Another difficulty in this paradigm of not having fully separated from my mother has do with having difficulty separating from the comfort and security which comes from relationship, even when that relationship may not be quite right for me. Thus I have spent many years of my adult life in relationships which were not quite right for me, yet were sufficiently comfortable/secure/loving enough to keep me hooked in.

It’s time for all of this to really end in my life, and it feels in many ways already like it is ending. Although I feel as my capacity in relationship has grown immensely, I’d like to be able to welcome in true intimacy a relationship into my life and not have to fight my way out gasping for breathing space. I’d also like to have the freedom to truly choose a partner, a partner with whom there is a real match, a real love, a real compatibility. I’m not saying that everything about this ‘someday’ person has to be perfect, but I need to be able to be free to choose to be with her, free of the undercurrent of my history.

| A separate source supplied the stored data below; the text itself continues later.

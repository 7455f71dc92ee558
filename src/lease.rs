//! Address pool and lease tracking.
//!
//! [`LeasePool`] is the plain data structure: one [`LeaseRecord`] per address
//! in a contiguous range, created once and never resized. Every operation
//! takes the current time as a parameter so expiry is deterministic.
//!
//! [`Leases`] is the shared handle the server uses. It guards the whole pool
//! with one [`RwLock`], so the accept loop and the expiry sweeper never
//! observe a half-applied update.
//!
//! # Record States
//!
//! A record is either leased or unleased; the `leased` flag is authoritative.
//! Releasing or expiring a record clears the flag but keeps the owner, so
//! the same client is steered back to its previous address.

use std::net::Ipv4Addr;
use std::sync::Arc;

use chrono::{DateTime, TimeDelta, Utc};
use tokio::sync::RwLock;
use tracing::debug;

use crate::config::Config;
use crate::error::{Error, Result};
use crate::message::HardwareAddress;

/// Largest pool a [`LeasePool`] will allocate records for (a /16).
pub const MAX_POOL_SIZE: u64 = 1 << 16;

/// One address in the pool and its lease state.
#[derive(Debug, Clone, PartialEq, Eq)]
pub struct LeaseRecord {
    pub address: Ipv4Addr,

    /// Authoritative lease state. An unleased record may still carry a stale
    /// owner and expiration.
    pub leased: bool,

    /// The last owner, [`HardwareAddress::EMPTY`] if never leased.
    pub owner: HardwareAddress,

    /// Absolute expiration; the Unix epoch for a never-leased record.
    pub expires_at: DateTime<Utc>,
}

impl LeaseRecord {
    fn unleased(address: Ipv4Addr) -> Self {
        Self {
            address,
            leased: false,
            owner: HardwareAddress::EMPTY,
            expires_at: DateTime::default(),
        }
    }

    /// Returns true if this record is leased to `owner`.
    pub fn is_leased_to(&self, owner: &HardwareAddress) -> bool {
        self.leased && self.owner == *owner
    }

    /// Returns true if the lease has run out at `now` but was not swept yet.
    pub fn is_expired_at(&self, now: DateTime<Utc>) -> bool {
        self.leased && self.expires_at <= now
    }

    /// Seconds left on the lease at `now`, 0 if unleased or expired.
    pub fn remaining_seconds(&self, now: DateTime<Utc>) -> i64 {
        if !self.leased {
            return 0;
        }
        (self.expires_at - now).num_seconds().max(0)
    }
}

/// A fixed, ordered set of lease records covering one address range.
#[derive(Debug, Clone)]
pub struct LeasePool {
    records: Vec<LeaseRecord>,
}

And so what does all that have to do with bringing her ashes to this cemetery? It’s pretty simple actually. I am giving her back to the man who should be her provider, her support, her true love. After I was born, in many ways, I became the bright light in her life and I think she held me in a light which was a little too beneficial. In fact, a week or so before she died (this is back in 1998 by the way), she told me that at times she felt as if I was her first husband Joe who had come back to her when I was born. I know she didn’t necessarily literally believe that, but even that she felt that at times is a little too icky sticky to me. So back you go mom, back to your real love. The man who rightfully should have been yours throughout your life. This in itself for me is a powerful act of separation from my mother. A intentional creation of my own greater individuation.

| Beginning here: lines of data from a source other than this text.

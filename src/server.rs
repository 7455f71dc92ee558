use std::net::{IpAddr, Ipv4Addr, SocketAddr};
use std::sync::Arc;

use tokio::task::JoinHandle;
use tokio::time::{Instant, MissedTickBehavior};
use tracing::{debug, error, info, warn};

use crate::config::Config;
use crate::error::{Error, Result};
use crate::lease::Leases;
use crate::message::{HardwareAddress, Message, OpCode};
use crate::options::MessageType;
use crate::transport::{Transport, UdpTransport};

/// The leasing server.
///
/// Datagrams are handled strictly one at a time by [`operate`](Self::operate);
/// the only other task touching the pool is the expiry sweeper started with
/// [`spawn_sweeper`](Self::spawn_sweeper).
pub struct DhcpServer<T: Transport = UdpTransport> {
    config: Arc<Config>,
    leases: Leases,
    transport: T,
}

impl DhcpServer<UdpTransport> {
    /// Validates `config` and binds a UDP socket at its server address and
    /// port.
    pub fn new(config: Config) -> Result<Self> {
        config.validate()?;
        let transport = UdpTransport::bind(config.bind_address())?;
        Self::with_transport(config, transport)
    }

    pub fn local_addr(&self) -> Result<SocketAddr> {
        self.transport.local_addr()
    }
}

impl<T: Transport> DhcpServer<T> {
    pub fn with_transport(config: Config, transport: T) -> Result<Self> {
        config.validate()?;
        let leases = Leases::from_config(&config)?;

        info!(
            "Lease server starting on {}:{}",
            config.server_ip, config.server_port
        );
        info!(
            "Address pool: {} - {} ({} addresses, lease {} seconds)",
            config.pool_start,
            config.pool_end,
            config.pool_size(),
            config.lease_duration_seconds
        );

        Ok(Self {
            config: Arc::new(config),
            leases,
            transport,
        })
    }

    pub fn config(&self) -> &Config {
        &self.config
    }

    pub fn leases(&self) -> &Leases {
        &self.leases
    }

    /// Receives and handles datagrams forever.
    ///
    /// Failures while handling a datagram are logged and the loop moves on
    /// to the next one.
    pub async fn operate(&self) -> Result<()> {
        info!("Lease server ready and listening");

        loop {
            match self.transport.receive().await {
                Ok((data, source)) => {
                    if let Err(error) = self.handle_datagram(&data, source).await {
                        warn!("Error handling datagram from {}: {}", source, error);
                    }
                }
                Err(error) => {
                    error!("Error receiving datagram: {}", error);
                }
            }
        }
    }

    /// Starts the periodic expiry sweep on its own task.
    pub fn spawn_sweeper(&self) -> JoinHandle<()> {
        let leases = self.leases.clone();
        let period = self.config.sweep_interval();

        tokio::spawn(async move {
            let mut interval = tokio::time::interval(period);
            interval.set_missed_tick_behavior(MissedTickBehavior::Delay);
            loop {
                interval.tick().await;
                let freed = leases.sweep_expired().await;
                if freed > 0 {
                    info!("Expired {} lease(s)", freed);
                }
            }
        })
    }

    /// Decodes one datagram, handles it and sends the reply, if any.
    pub async fn handle_datagram(&self, data: &[u8], source: SocketAddr) -> Result<()> {
        let message = Message::decode(data)?;

        let Some(reply) = self.handle_message(&message).await? else {
            return Ok(());
        };

        let destination = self.reply_destination(source);
        self.transport.send(&reply.encode()?, destination).await?;
        debug!(%destination, xid = reply.xid(), "Reply sent");
        Ok(())
    }

    /// Applies one message to the pool and returns the reply to send.
    ///
    /// `Ok(None)` means the message is deliberately left unanswered.
    pub async fn handle_message(&self, message: &Message) -> Result<Option<Message>> {
        let owner = *message.chaddr();

        if message.op() != OpCode::BootRequest {
            debug!("Ignoring reply-direction message from {}", owner);
            return Ok(None);
        }

        if owner.is_empty() {
            warn!("Ignoring message xid {:#010x} without a hardware address", message.xid());
            return Ok(None);
        }

        if message.is_release() {
            info!("RELEASE from {}", owner);
            self.handle_release(&owner).await;
            return Ok(None);
        }

        match message.message_type()? {
            Some(MessageType::Discover) => {
                info!("DISCOVER from {} (xid {:#010x})", owner, message.xid());
                self.handle_discover(message).await
            }
            Some(MessageType::Request) => {
                info!("REQUEST from {} (xid {:#010x})", owner, message.xid());
                self.handle_request(message).await
            }
            Some(message_type) => {
                warn!("Ignoring {} message from {}", message_type, owner);
                Ok(None)
            }
            None => {
                warn!("Ignoring message without a type from {}", owner);
                Ok(None)
            }
        }
    }

    async fn handle_discover(&self, message: &Message) -> Result<Option<Message>> {
        let owner = *message.chaddr();

        if let Some(record) = self.leases.active_lease_for(&owner).await {
            info!(
                "DISCOVER from {} ignored: still holds {}",
                owner, record.address
            );
            return Ok(None);
        }

        let requested = message
            .options()
            .requested_address()?
            .filter(|address| !address.is_unspecified());

        let offered = match self.offer_address(&owner, requested).await {
            Ok(address) => address,
            Err(Error::PoolExhausted) => {
                warn!("Pool exhausted, cannot offer an address to {}", owner);
                return Ok(None);
            }
            Err(error) => return Err(error),
        };

        info!("OFFER {} to {}", offered, owner);
        Ok(Some(Message::offer(
            message,
            offered,
            self.config.server_ip,
            self.config.lease_duration_seconds,
        )))
    }

    /// Chooses an address to offer `owner`, waiting for one to free up.
    ///
    /// While the pool is full the lookup is retried every
    /// `offer_retry_interval_millis` until half the lease duration has
    /// passed.
    ///
    /// # Errors
    ///
    /// Returns [`Error::PoolExhausted`] when the wait budget runs out.
    pub async fn offer_address(
        &self,
        owner: &HardwareAddress,
        requested: Option<Ipv4Addr>,
    ) -> Result<Ipv4Addr> {
        let retry_interval = self.config.offer_retry_interval();
        let deadline = Instant::now() + self.config.offer_wait_budget();

        loop {
            if let Some(address) = self.leases.select_offer(owner, requested).await {
                return Ok(address);
            }

            if Instant::now() + retry_interval > deadline {
                return Err(Error::PoolExhausted);
            }

            debug!("No free address for {}, retrying in {:?}", owner, retry_interval);
            tokio::time::sleep(retry_interval).await;
        }
    }

    async fn handle_request(&self, message: &Message) -> Result<Option<Message>> {
        let owner = *message.chaddr();

        if let Some(server_id) = message.options().server_identifier()?
            && server_id != self.config.server_ip
        {
            info!("REQUEST from {} is for different server {}", owner, server_id);
            return Ok(None);
        }

        let requested = message
            .options()
            .requested_address()?
            .filter(|address| !address.is_unspecified())
            .or_else(|| Some(message.ciaddr()).filter(|address| !address.is_unspecified()));

        let Some(requested) = requested else {
            warn!("NAK to {}: no address requested", owner);
            return Ok(Some(Message::nak(message, self.config.server_ip)));
        };

        match self.leases.commit(&owner, requested).await {
            Ok(record) => {
                info!(
                    "ACK {} to {} (lease: {} seconds)",
                    record.address, owner, self.config.lease_duration_seconds
                );
                Ok(Some(Message::ack(
                    message,
                    record.address,
                    self.config.server_ip,
                    self.config.lease_duration_seconds,
                )))
            }
            Err(
                error @ (Error::OwnershipConflict { .. }
                | Error::AddressOutOfRange(_)
                | Error::MissingOwner { .. }),
            ) => {
                warn!("NAK to {}: {}", owner, error);
                Ok(Some(Message::nak(message, self.config.server_ip)))
            }
            Err(error) => Err(error),
        }
    }

    async fn handle_release(&self, owner: &HardwareAddress) {
        match self.leases.release(owner).await {
            Some(address) => info!("Released {} from {}", address, owner),
            None => debug!("RELEASE from {} without a lease, ignoring", owner),
        }
    }

    /// Replies go back to the sender, or are broadcast to the client port
    /// when the sender has no address yet.
    fn reply_destination(&self, source: SocketAddr) -> SocketAddr {
        if source.ip().is_unspecified() {
            SocketAddr::new(IpAddr::V4(Ipv4Addr::BROADCAST), self.config.client_port)
        } else {
            source
        }
    }
}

I’ve realized in speaking about this with a friend I’ve made here on this trip that if Joe hadn’t died in WWII that I wouldn’t actually be here. My mother would never have met and married my father. So I’ll need to pay a certain homage to Joe myself, for in his giving of his life, he inadvertently begat mine. There are a million such events without which each of us would never be here, yet this one feels quite tangible to me and a sincere thank you to Joe is in order here, as I couldn’t have asked for a more blessed life than the one that I have and what a shame it would have been that the joy (and all the other experiences of life) that I have had had never manifested.

So away I go. I’ll write more of course afterwards, but for now I at least wanted to lay out the history and some of the intention. Wish me luck.